ASSIGNMENT:
Please set down the entries below once more, exactly.

Stored data
--- START ---
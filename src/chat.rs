//! Gaia chat transcript persistence.
//!
//! The transcript is a bare JSON array (no wrapper object) so the whole
//! history can be replayed into the model on every turn. Clearing the chat
//! removes the file entirely rather than writing `[]`.

use std::path::{Path, PathBuf};

use parking_lot::Mutex;
use serde::{Deserialize, Serialize};

use crate::records::new_record_id;
use crate::store;

const CHAT_FILE: &str = "gaia_chat.json";

#[derive(Debug, Clone, Copy, PartialEq, Eq, Serialize, Deserialize)]
#[serde(rename_all = "lowercase")]
pub enum Role {
    User,
    Assistant,
}

impl Role {
    pub fn as_str(&self) -> &'static str {
        match self {
            Role::User => "user",
            Role::Assistant => "assistant",
        }
    }
}

#[derive(Debug, Clone, PartialEq, Serialize, Deserialize)]
#[serde(rename_all = "camelCase")]
pub struct ChatMessage {
    pub id: String,
    pub role: Role,
    pub content: String,
    pub created_at: String,
}

impl ChatMessage {
    pub fn new(role: Role, content: impl Into<String>) -> Self {
        Self {
            id: new_record_id(),
            role,
            content: content.into(),
            created_at: store::now_iso(),
        }
    }
}

pub struct ChatStore {
    path: PathBuf,
    write_lock: Mutex<()>,
}

impl ChatStore {
    pub fn new(data_dir: &Path) -> Self {
        Self {
            path: data_dir.join(CHAT_FILE),
            write_lock: Mutex::new(()),
        }
    }

    /// Full transcript in insertion order; empty when absent or unreadable.
    pub fn load(&self) -> Vec<ChatMessage> {
        store::load_or_default(&self.path)
    }

    /// Replace the whole transcript.
    pub fn save(&self, messages: &[ChatMessage]) -> anyhow::Result<()> {
        let _guard = self.write_lock.lock();
        store::save_json(&self.path, &messages)
    }

    /// Delete the transcript file.
    pub fn clear(&self) -> anyhow::Result<()> {
        let _guard = self.write_lock.lock();
        store::remove_file(&self.path)
    }
}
--- END ---
WRITTEN RESPONSE:
filename src/chat.rs
//! Gaia chat transcript persistence.
//!
//! The transcript is a bare JSON array (no wrapper object) so the whole
//! history can be replayed into the model on every turn. Clearing the chat
//! removes the file entirely rather than writing `[]`.

use std::path::{Path, PathBuf};

use parking_lot::Mutex;
use serde::{Deserialize, Serialize};

use crate::records::new_record_id;
use crate::store;

const CHAT_FILE: &str = "gaia_chat.json";

#[derive(Debug, Clone, Copy, PartialEq, Eq, Serialize, Deserialize)]
#[serde(rename_all = "lowercase")]
pub enum Role {
    User,
    Assistant,
}

impl Role {
    pub fn as_str(&self) -> &'static str {
        match self {
            Role::User => "user",
            Role::Assistant => "assistant",
        }
    }
}

#[derive(Debug, Clone, PartialEq, Serialize, Deserialize)]
#[serde(rename_all = "camelCase")]
pub struct ChatMessage {
    pub id: String,
    pub role: Role,
    pub content: String,
    pub created_at: String,
}

impl ChatMessage {
    pub fn new(role: Role, content: impl Into<String>) -> Self {
        Self {
            id: new_record_id(),
            role,
            content: content.into(),
            created_at: store::now_iso(),
        }
    }
}

pub struct ChatStore {
    path: PathBuf,
    write_lock: Mutex<()>,
}

impl ChatStore {
    pub fn new(data_dir: &Path) -> Self {
        Self {
            path: data_dir.join(CHAT_FILE),
            write_lock: Mutex::new(()),
        }
    }

    /// Full transcript in insertion order; empty when absent or unreadable.
    pub fn load(&self) -> Vec<ChatMessage> {
        store::load_or_default(&self.path)
    }

    /// Replace the whole transcript.
    pub fn save(&self, messages: &[ChatMessage]) -> anyhow::Result<()> {
        let _guard = self.write_lock.lock();
        store::save_json(&self.path, &messages)
    }

    /// Delete the transcript file.
    pub fn clear(&self) -> anyhow::Result<()> {
        let _guard = self.write_lock.lock();
        store::remove_file(&self.path)
    }
}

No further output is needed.